Until 1987 Llanmerewig was a community.

==Saint Llwchaiarn==
The Church is dedicated to the 6th-century Saint Llwchaiarn, or Lluwchaiarn, who was also the patron saint of Llanllwchaearn near Newtown, and of two parishes in Ceredigion. The placename presents a problem as it would be expected that the llan ("parish") would proceed the recognizable name of its patron saint, but this is not the case. The most likely explanation is that the placename has been corrupted from Lam-yr-ewig or "Hind’s Leap". The 16th-century Welsh poet, Sion Keri uses the name "Lamerewig" as the placename and describes the various feats and miracles attributed to the saint which include slaying a dragon and causing a hind to leap into a pool of water.

==The church==
Located on a lane 400m N of Llanmerewig village to the east of Church Farm. The church is situated in an oval churchyard (typical of a "llan’’ enclosure) bounded by a masonry wall. The medieval church has largely disappeared as church underwent major alterations on two occasions in the C19. The first alterations were undertaken from 1839 to 1843 by the rector, John Parker (1798-1860), an enthusiastic advocate of the Gothic style. The present curiously slender tower and a semi-dormer window on the S side were added at this time, and the porch was richly ornamented. The second series of restorations took place in 1892 and were more conventional in style; plans were prepared by Sir Aston Webb and the work was funded by Charles Whitley Owen of Fronfraith Hall.
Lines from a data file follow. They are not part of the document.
// ==========================================
// 仓储质检核心 - 审计记录与移动流水
// ==========================================
// 红线: 所有写入必须记录
// 下游: 审计/事件汇聚 (Audit/Event Sink)
// ==========================================

use crate::domain::types::MovementKind;
use chrono::{NaiveDateTime, Utc};
use serde::{Deserialize, Serialize};
use serde_json::Value as JsonValue;

// ==========================================
// AuditRecord - 审计记录
// ==========================================
// 对齐: audit_log 表
#[derive(Debug, Clone, Serialize, Deserialize)]
pub struct AuditRecord {
    pub audit_id: String,
    pub actor: String,                   // 操作人
    pub action: String,                  // 操作类型 (AuditAction::as_str)
    pub entity_type: String,             // 实体类型
    pub entity_id: String,               // 实体ID
    pub description: String,             // 描述
    pub old_values: Option<JsonValue>,   // 变更前快照
    pub new_values: Option<JsonValue>,   // 变更后快照
    pub metadata: Option<JsonValue>,     // 附加信息
    pub created_at: NaiveDateTime,
}

impl AuditRecord {
    /// 创建审计记录
    pub fn new(
        actor: &str,
        action: AuditAction,
        entity_type: &str,
        entity_id: &str,
        description: String,
    ) -> Self {
        Self {
            audit_id: uuid::Uuid::new_v4().to_string(),
            actor: actor.to_string(),
            action: action.as_str().to_string(),
            entity_type: entity_type.to_string(),
            entity_id: entity_id.to_string(),
            description,
            old_values: None,
            new_values: None,
            metadata: None,
            created_at: Utc::now().naive_utc(),
        }
    }

    pub fn with_values(mut self, old_values: Option<JsonValue>, new_values: Option<JsonValue>) -> Self {
        self.old_values = old_values;
        self.new_values = new_values;
        self
    }

    pub fn with_metadata(mut self, metadata: JsonValue) -> Self {
        self.metadata = Some(metadata);
        self
    }
}

// ==========================================
// AuditAction - 审计操作类型
// ==========================================
#[derive(Debug, Clone, Copy, PartialEq, Eq, Serialize, Deserialize)]
pub enum AuditAction {
    Assign,         // 分配入位
    QualityChange,  // 质检流转
    AggregateFix,   // 审计自动修复
}

impl AuditAction {
    /// 转换为字符串 (用于数据库存储)
    pub fn as_str(&self) -> &'static str {
        match self {
            AuditAction::Assign => "ASSIGN",
            AuditAction::QualityChange => "QUALITY_CHANGE",
            AuditAction::AggregateFix => "AGGREGATE_FIX",
        }
    }
}

// ==========================================
// MovementLogEntry - 移动流水
// ==========================================
// 每一次数量增减一条
#[derive(Debug, Clone, Serialize, Deserialize)]
pub struct MovementLogEntry {
    pub movement_id: String,
    pub actor: String,
    pub movement_kind: MovementKind,

    // ===== 增量 =====
    pub quantity_delta: f64,
    pub package_delta: i64,
    pub weight_delta: f64,
    pub volume_delta: f64,

    // ===== 关联 =====
    pub lot_ref: Option<String>,
    pub allocation_ref: Option<String>,
    pub cell_ref: Option<String>,
    pub warehouse_ref: Option<String>,

    pub created_at: NaiveDateTime,
}

impl MovementLogEntry {
    /// 创建移动流水 (增量为 0，关联为空)
    pub fn new(actor: &str, movement_kind: MovementKind) -> Self {
        Self {
            movement_id: uuid::Uuid::new_v4().to_string(),
            actor: actor.to_string(),
            movement_kind,
            quantity_delta: 0.0,
            package_delta: 0,
            weight_delta: 0.0,
            volume_delta: 0.0,
            lot_ref: None,
            allocation_ref: None,
            cell_ref: None,
            warehouse_ref: None,
            created_at: Utc::now().naive_utc(),
        }
    }

    pub fn with_deltas(mut self, quantity: f64, packages: i64, weight_kg: f64, volume_m3: f64) -> Self {
        self.quantity_delta = quantity;
        self.package_delta = packages;
        self.weight_delta = weight_kg;
        self.volume_delta = volume_m3;
        self
    }

    pub fn with_refs(
        mut self,
        lot_ref: &str,
        allocation_ref: &str,
        cell_ref: &str,
        warehouse_ref: &str,
    ) -> Self {
        self.lot_ref = Some(lot_ref.to_string());
        self.allocation_ref = Some(allocation_ref.to_string());
        self.cell_ref = Some(cell_ref.to_string());
        self.warehouse_ref = Some(warehouse_ref.to_string());
        self
    }
}

#[cfg(test)]
mod tests {
    use super::*;

    #[test]
    fn test_audit_record_builder() {
        let record = AuditRecord::new("u1", AuditAction::Assign, "allocation", "A1", "分配".to_string())
            .with_values(None, Some(serde_json::json!({"quantity": 40.0})))
            .with_metadata(serde_json::json!({"cell_id": "C1"}));

        assert_eq!(record.action, "ASSIGN");
        assert!(record.old_values.is_none());
        assert_eq!(record.new_values.unwrap()["quantity"], 40.0);
        assert_eq!(record.metadata.unwrap()["cell_id"], "C1");
    }

    #[test]
    fn test_movement_entry_builder() {
        let entry = MovementLogEntry::new("u1", MovementKind::Entry)
            .with_deltas(40.0, 20, 200.0, 1.5)
            .with_refs("L1", "A1", "C1", "W1");

        assert_eq!(entry.movement_kind, MovementKind::Entry);
        assert_eq!(entry.package_delta, 20);
        assert_eq!(entry.warehouse_ref.as_deref(), Some("W1"));
    }
}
The E and N walls were rebuilt, and a new E window was built to match the old Medieval window which was removed to the E boundary wall of the churchyard, where it remains.. A fragment of the 15th century Rood Screen survives in the reconstructed screen of 1892.

Rectors

- 1537 David ap Llenn
- 1560 Thomas ap David
- 1564 Thomas Jenkin
- 1567 Griffith Jones
- 1573 Robert Myddelton
- 1575 Gregory Jones
- 1617 John Price
- 1618 John Lloyd
- 1620 Matthew Evans
- 1635 Edward Jones A.M.
- 1643 Thomas Bright A.M.
- 1666 Thomas Evance
- 1688 John Evance
- 1700 Ellis Jones
- 1700 Robert Smith
- 1732 Richard Lewis
- 1762 Roderick Jones
- 1782 Edward Vardy
- 1797 Roderick Jones
- 1798 Llewelyn Davies
- 1827 John Parker A.M.
- 1844 John Lloyd A.M.

==Administrative history==
In the Medieval period Llanmerewig was in the Commote of Cedewain in the Kingdom of Powys. Llanmerewig appears to have consisted of only one or two townships, Llanmerewig itself and Cilgwrgan; which in the Medieval period may have been a township. In 1885, the township of Bolbro, which was previously in Llandyssil parish, was transferred to Llanmerewig. For ecclesiastical administration the parish is in the Diocese of St Asaph, the Archdeaconry of Montgomery and the Deanery of Cedewain. In 1974, as a result of Local Government reform, Llanmerewig was joined with Llandyssil Parish Council to become a Community Council within the new Montgomeryshire District Council. In 1984 the Community Council was renamed Abermule with Llandyssil Community Council. At this time, the Community Council covered the old parishes of Llanmerewig and Llandyssil, together with Dolforwyn, which had been a township in Bettws Cedewain parish. In 1996, with the abolition of the Montgomeryshire District Council, the Community Council became part of the Powys County Council unitary authority.